One humiliation she was spared. She had been as silent about her hopes as Miss Laura was about her engagement. Whether this was due to mere prudence or to vanity—the hope of astonishing her little world by the unexpected announcement—did not change the comforting fact that she had nothing to explain and nothing for which to be pitied. If her friends, after the manner of young ladies, had hinted at the subject and sought to find a meaning in Colonel French's friendship, she had smiled enigmatically. For this self-restraint, whatever had been its motive, she now reaped her reward. The announcement of her aunt's engagement would account for the colonel's attentions to Graciella as a mere courtesy to a young relative of his affianced.

With regard to Ben, Graciella was quite uneasy. She had met him only once since their quarrel, and had meant to bow to him politely, but with dignity, to show that she bore no malice; but he had ostentatiously avoided her glance. If he chose to be ill-natured, she had thought, and preferred her enmity to her friendship, her conscience was at least clear. She had been willing to forget his rudeness and be a friend to him. She could have been his true friend, if nothing more; and he would need friends, unless he changed a great deal.
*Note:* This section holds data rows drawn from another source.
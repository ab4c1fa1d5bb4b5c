/* This Source Code Form is subject to the terms of the Mozilla Public
 * License, v. 2.0. If a copy of the MPL was not distributed with this
 * file, You can obtain one at https://mozilla.org/MPL/2.0/.
 *
 * (c) 2024 The Nightjar Authors.
 */

//! The decision engine: entities, their signal tracker and Thompson
//! bandits, the bounded interaction/attack/blacklist tables, the mood FSM,
//! epoch bookkeeping, and engine-wide configuration.

pub mod bandit;
pub mod config;
pub mod entity;
pub mod epoch;
pub mod mood;
pub mod registry;
pub mod signal;
pub mod throttle;

pub use config::Config;
pub use entity::Entity;
pub use epoch::Epoch;
pub use registry::Registry;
When her mental atmosphere was cleared by the fading of her dream, Ben assumed larger proportions. Perhaps he had had cause for complaint; at least it was only just to admit that he thought so. Nor had he suffered in her estimation by his display of spirit in not waiting to be jilted but in forcing her hand before she was quite ready to play it. She could scarcely expect him to attend her to the ball; but he was among the subscribers, and could hardly avoid meeting her, or dancing with her, without pointed rudeness. If he did not ask her to dance, then either the Virginia reel, or the lancers, or quadrilles, would surely bring them together; and though Graciella sighed, she did not despair. She could, of course, allay his jealousy at once by telling him of her Aunt Laura's engagement, but this was not yet practicable. She must find some other way of placating him.
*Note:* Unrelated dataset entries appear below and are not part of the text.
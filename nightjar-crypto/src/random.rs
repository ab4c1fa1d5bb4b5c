/* This Source Code Form is subject to the terms of the Mozilla Public
 * License, v. 2.0. If a copy of the MPL was not distributed with this
 * file, You can obtain one at https://mozilla.org/MPL/2.0/.
 *
 * (c) 2024 The Nightjar Authors.
 */

use std::cell::Cell;
use std::time::{SystemTime, UNIX_EPOCH};

/// A small, fast, non-cryptographic PRNG. Every bandit draw (C2), jitter
/// delay (§4.7), and rogue MAC byte in the attack frame catalogue goes
/// through an instance of this type rather than calling the OS RNG directly,
/// per the Design Notes' "centralize behind an injectable source" guidance:
/// tests construct a `Xorshift64::seeded(n)` for determinism, while the
/// running daemon uses `Xorshift64::from_entropy()`.
#[derive(Clone)]
pub struct Xorshift64 {
    state: Cell<u64>,
}

impl Xorshift64 {
    /// Construct from an explicit seed. The seed must be non-zero; zero is
    /// mapped to a fixed non-zero constant since xorshift64 has a fixed
    /// point at zero.
    #[inline]
    pub fn seeded(seed: u64) -> Self {
        Self { state: Cell::new(if seed == 0 { 0x9E3779B97F4A7C15 } else { seed }) }
    }

    /// Seed from wall-clock time and OS entropy, as specified for the
    /// per-process PRNG in §4.2.
    pub fn from_entropy() -> Self {
        let wall = SystemTime::now().duration_since(UNIX_EPOCH).map(|d| d.as_nanos() as u64).unwrap_or(0x1234_5678_9abc_def0);
        let mut os_bytes = [0_u8; 8];
        let _ = getrandom::getrandom(&mut os_bytes);
        Self::seeded(wall ^ u64::from_ne_bytes(os_bytes))
    }

    /// Raw 64-bit xorshift step.
    #[inline]
    pub fn next_u64(&self) -> u64 {
        let mut x = self.state.get();
        x ^= x << 13;
        x ^= x >> 7;
        x ^= x << 17;
        self.state.set(x);
        x
    }

    #[inline]
    pub fn next_u32(&self) -> u32 {
        (self.next_u64() >> 32) as u32
    }

    /// Uniform float in `[0, 1)`.
    #[inline]
    pub fn next_f64(&self) -> f64 {
        // Use the top 53 bits for a uniform double in [0, 1).
        ((self.next_u64() >> 11) as f64) * (1.0 / ((1_u64 << 53) as f64))
    }

    /// Uniform float in `(0, 1)`, excluding both endpoints. Needed by the
    /// Marsaglia–Tsang sampler, which divides by and takes logs of uniforms.
    #[inline]
    pub fn next_f64_open(&self) -> f64 {
        let mut u = self.next_f64();
        while u <= 0.0 {
            u = self.next_f64();
        }
        u
    }

    /// Random value in `[lo, hi]` inclusive, for jitter delays and reason
    /// code / phase tie-breaking.
    pub fn range_u64(&self, lo: u64, hi: u64) -> u64 {
        if hi <= lo {
            return lo;
        }
        lo + (self.next_u64() % (hi - lo + 1))
    }

    pub fn range_f64(&self, lo: f64, hi: f64) -> f64 {
        lo + self.next_f64() * (hi - lo)
    }

    /// Pick a random element from a non-empty slice.
    pub fn choose<'a, T>(&self, items: &'a [T]) -> &'a T {
        let i = (self.next_u64() as usize) % items.len();
        &items[i]
    }

    /// Fill a locally-administered, unicast random MAC (used by rogue-MAC
    /// attack frames: `auth_assoc_pmkid`, `rogue_m2`, `probe_undirected`).
    /// Bit 1 (locally administered) is set, bit 0 (multicast) is cleared, on
    /// the first octet, per 802 MAC addressing rules.
    pub fn random_locally_administered_mac(&self) -> [u8; 6] {
        let mut m = [0_u8; 6];
        for b in m.iter_mut() {
            *b = self.next_u32() as u8;
        }
        m[0] = (m[0] & 0xFC) | 0x02;
        m
    }
}

impl Default for Xorshift64 {
    fn default() -> Self {
        Self::from_entropy()
    }
}

#[cfg(test)]
mod tests {
    use super::*;

    #[test]
    fn seeded_sequences_are_deterministic() {
        let a = Xorshift64::seeded(42);
        let b = Xorshift64::seeded(42);
        for _ in 0..100 {
            assert_eq!(a.next_u64(), b.next_u64());
        }
    }

    #[test]
    fn zero_seed_is_remapped() {
        let r = Xorshift64::seeded(0);
        // Must not get stuck at zero forever.
        assert_ne!(r.next_u64(), 0);
    }

    #[test]
    fn range_u64_respects_bounds() {
        let r = Xorshift64::seeded(7);
        for _ in 0..1000 {
            let v = r.range_u64(10, 20);
            assert!((10..=20).contains(&v));
        }
    }

    #[test]
    fn random_mac_is_locally_administered_unicast() {
        let r = Xorshift64::seeded(99);
        for _ in 0..50 {
            let mac = r.random_locally_administered_mac();
            assert_eq!(mac[0] & 0x01, 0); // unicast
            assert_eq!(mac[0] & 0x02, 0x02); // locally administered
        }
    }

    #[test]
    fn next_f64_is_in_unit_interval() {
        let r = Xorshift64::seeded(123);
        for _ in 0..10_000 {
            let v = r.next_f64();
            assert!((0.0..1.0).contains(&v));
        }
    }
}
Ben Dudley also had a problem to face in reference to the ball—a problem which has troubled impecunious youth since balls were invented—the problem of clothes. He was not obliged to go to the ball. Graciella's outrageous conduct relieved him of any obligation to invite her, and there was no other woman with whom he would have cared to go, or who would have cared, so far as he knew, to go with him. For he was not a lady's man, and but for his distant relationship would probably never have gone to the Treadwells'. He was looked upon by young women as slow, and he knew that Graciella had often been impatient at his lack of sprightliness. He could pay his subscription, which was really a sort of gentility tax, the failure to meet which would merely forfeit future invitations, and remain at home. He did not own a dress suit, nor had he the money to spare for one. He, or they, for he and his uncle were one in such matters, were in debt already, up to the limit of their credit, and he had sold the last bale of old cotton to pay the last month's expenses, while the new crop, already partly mortgaged, was not yet picked. He knew that some young fellows in town rented dress suits from Solomon Cohen, who, though he kept only four suits in stock at a time, would send to New York for others to rent out on this occasion, and return them afterwards. But Ben would not wear another man's clothes. He had borne insults from Graciella that he never would have borne from any one else, and that he would never bear again; but there were things at which his soul protested. Nor would Cohen's suits have fitted him. He was so much taller than the average man for whom store clothes were made.

 

He remained in a state of indecision until the day of the ball. Late in the evening he put on his black cutaway coat, which was getting a little small, trousers to match, and a white waistcoat, and started to town on horseback so as to arrive in time for the ball, in case he should decide, at the last moment, to take part.